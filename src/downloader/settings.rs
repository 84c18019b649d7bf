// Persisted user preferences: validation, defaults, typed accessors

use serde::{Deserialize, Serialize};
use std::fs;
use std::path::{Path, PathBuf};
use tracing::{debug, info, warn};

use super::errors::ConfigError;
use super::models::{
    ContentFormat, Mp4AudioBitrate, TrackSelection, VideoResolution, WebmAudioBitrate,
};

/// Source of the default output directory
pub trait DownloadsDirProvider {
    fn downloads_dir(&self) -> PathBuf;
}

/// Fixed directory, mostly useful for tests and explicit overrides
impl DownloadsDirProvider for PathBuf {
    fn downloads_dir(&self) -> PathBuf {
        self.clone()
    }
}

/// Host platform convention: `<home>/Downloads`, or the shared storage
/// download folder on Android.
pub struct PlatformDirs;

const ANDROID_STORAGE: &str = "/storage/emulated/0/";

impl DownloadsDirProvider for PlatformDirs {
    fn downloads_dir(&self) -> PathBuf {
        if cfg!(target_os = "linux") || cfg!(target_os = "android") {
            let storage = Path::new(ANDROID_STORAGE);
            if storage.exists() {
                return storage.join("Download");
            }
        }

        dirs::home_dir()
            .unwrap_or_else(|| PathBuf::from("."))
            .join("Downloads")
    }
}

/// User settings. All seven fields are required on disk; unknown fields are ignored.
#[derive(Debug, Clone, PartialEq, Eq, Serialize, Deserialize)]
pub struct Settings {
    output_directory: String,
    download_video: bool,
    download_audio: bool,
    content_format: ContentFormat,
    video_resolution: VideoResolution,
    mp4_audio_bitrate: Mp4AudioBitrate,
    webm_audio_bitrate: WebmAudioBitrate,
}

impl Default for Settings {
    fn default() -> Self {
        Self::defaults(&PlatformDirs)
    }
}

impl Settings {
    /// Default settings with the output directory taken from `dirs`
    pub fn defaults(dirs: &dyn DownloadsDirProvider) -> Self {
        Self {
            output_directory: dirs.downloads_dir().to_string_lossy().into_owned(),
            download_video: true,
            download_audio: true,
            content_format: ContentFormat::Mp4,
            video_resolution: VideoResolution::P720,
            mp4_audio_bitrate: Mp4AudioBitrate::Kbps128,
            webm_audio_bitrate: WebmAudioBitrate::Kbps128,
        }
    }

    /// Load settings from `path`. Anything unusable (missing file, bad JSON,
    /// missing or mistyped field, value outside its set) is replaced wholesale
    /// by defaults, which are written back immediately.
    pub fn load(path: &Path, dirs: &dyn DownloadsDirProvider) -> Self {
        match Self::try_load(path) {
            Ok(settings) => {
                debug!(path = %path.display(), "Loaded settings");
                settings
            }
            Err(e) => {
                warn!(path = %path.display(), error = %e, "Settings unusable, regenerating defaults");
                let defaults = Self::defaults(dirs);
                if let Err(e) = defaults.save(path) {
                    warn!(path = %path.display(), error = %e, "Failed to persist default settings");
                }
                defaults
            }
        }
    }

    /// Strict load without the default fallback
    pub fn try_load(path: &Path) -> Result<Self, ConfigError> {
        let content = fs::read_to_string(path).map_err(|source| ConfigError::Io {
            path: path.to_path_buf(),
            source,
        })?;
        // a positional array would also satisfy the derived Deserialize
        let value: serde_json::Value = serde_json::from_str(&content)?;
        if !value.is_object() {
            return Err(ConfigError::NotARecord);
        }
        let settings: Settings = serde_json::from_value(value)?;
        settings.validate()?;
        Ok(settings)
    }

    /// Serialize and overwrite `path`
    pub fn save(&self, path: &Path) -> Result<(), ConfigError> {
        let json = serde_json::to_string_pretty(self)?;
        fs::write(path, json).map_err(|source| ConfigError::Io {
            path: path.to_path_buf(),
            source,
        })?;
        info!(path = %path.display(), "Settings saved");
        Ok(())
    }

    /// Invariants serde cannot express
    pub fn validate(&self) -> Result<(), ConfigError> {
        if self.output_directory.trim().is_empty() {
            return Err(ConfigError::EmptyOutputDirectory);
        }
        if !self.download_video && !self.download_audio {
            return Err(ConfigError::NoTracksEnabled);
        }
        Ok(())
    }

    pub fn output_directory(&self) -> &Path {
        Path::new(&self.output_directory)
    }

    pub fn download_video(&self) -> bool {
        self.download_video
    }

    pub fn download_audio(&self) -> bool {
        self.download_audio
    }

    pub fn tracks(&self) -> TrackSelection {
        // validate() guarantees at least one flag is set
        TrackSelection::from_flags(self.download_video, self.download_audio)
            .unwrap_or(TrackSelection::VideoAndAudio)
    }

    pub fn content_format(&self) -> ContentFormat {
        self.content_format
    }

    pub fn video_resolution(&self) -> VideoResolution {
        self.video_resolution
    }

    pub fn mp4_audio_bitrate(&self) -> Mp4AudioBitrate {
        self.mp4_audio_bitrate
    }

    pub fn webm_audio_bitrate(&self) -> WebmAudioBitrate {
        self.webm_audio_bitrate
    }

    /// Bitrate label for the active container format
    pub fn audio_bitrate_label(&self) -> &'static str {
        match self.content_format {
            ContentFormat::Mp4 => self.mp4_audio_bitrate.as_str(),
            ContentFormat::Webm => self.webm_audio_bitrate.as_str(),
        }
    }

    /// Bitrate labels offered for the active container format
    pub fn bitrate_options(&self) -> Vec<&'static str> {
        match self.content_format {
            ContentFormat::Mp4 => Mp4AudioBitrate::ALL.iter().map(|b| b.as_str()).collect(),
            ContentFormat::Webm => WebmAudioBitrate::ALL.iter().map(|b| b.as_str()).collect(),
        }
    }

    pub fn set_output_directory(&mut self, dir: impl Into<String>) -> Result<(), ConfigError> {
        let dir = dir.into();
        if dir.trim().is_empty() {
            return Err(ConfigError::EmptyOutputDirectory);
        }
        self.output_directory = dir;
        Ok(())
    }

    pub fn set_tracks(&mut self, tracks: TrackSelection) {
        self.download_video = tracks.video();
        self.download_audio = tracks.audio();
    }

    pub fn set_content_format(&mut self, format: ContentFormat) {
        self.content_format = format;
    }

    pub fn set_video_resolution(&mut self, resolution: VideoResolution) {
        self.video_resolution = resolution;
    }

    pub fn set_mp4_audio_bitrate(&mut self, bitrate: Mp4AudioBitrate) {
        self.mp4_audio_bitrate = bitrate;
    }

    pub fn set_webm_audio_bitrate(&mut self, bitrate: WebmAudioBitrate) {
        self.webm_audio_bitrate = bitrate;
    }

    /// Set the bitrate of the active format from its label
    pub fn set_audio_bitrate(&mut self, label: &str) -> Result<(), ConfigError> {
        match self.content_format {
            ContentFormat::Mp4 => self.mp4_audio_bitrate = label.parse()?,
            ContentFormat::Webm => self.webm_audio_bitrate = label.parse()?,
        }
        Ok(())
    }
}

TO DO: What you give back should be only the lines of the records above, starting at the line with "pub fn defaults(dirs: &dyn" and ending at the line with "to persist default", restated word for word.

EXERCISE RESPONSE:
    pub fn defaults(dirs: &dyn DownloadsDirProvider) -> Self {
        Self {
            output_directory: dirs.downloads_dir().to_string_lossy().into_owned(),
            download_video: true,
            download_audio: true,
            content_format: ContentFormat::Mp4,
            video_resolution: VideoResolution::P720,
            mp4_audio_bitrate: Mp4AudioBitrate::Kbps128,
            webm_audio_bitrate: WebmAudioBitrate::Kbps128,
        }
    }

    /// Load settings from `path`. Anything unusable (missing file, bad JSON,
    /// missing or mistyped field, value outside its set) is replaced wholesale
    /// by defaults, which are written back immediately.
    pub fn load(path: &Path, dirs: &dyn DownloadsDirProvider) -> Self {
        match Self::try_load(path) {
            Ok(settings) => {
                debug!(path = %path.display(), "Loaded settings");
                settings
            }
            Err(e) => {
                warn!(path = %path.display(), error = %e, "Settings unusable, regenerating defaults");
                let defaults = Self::defaults(dirs);
                if let Err(e) = defaults.save(path) {
                    warn!(path = %path.display(), error = %e, "Failed to persist default settings");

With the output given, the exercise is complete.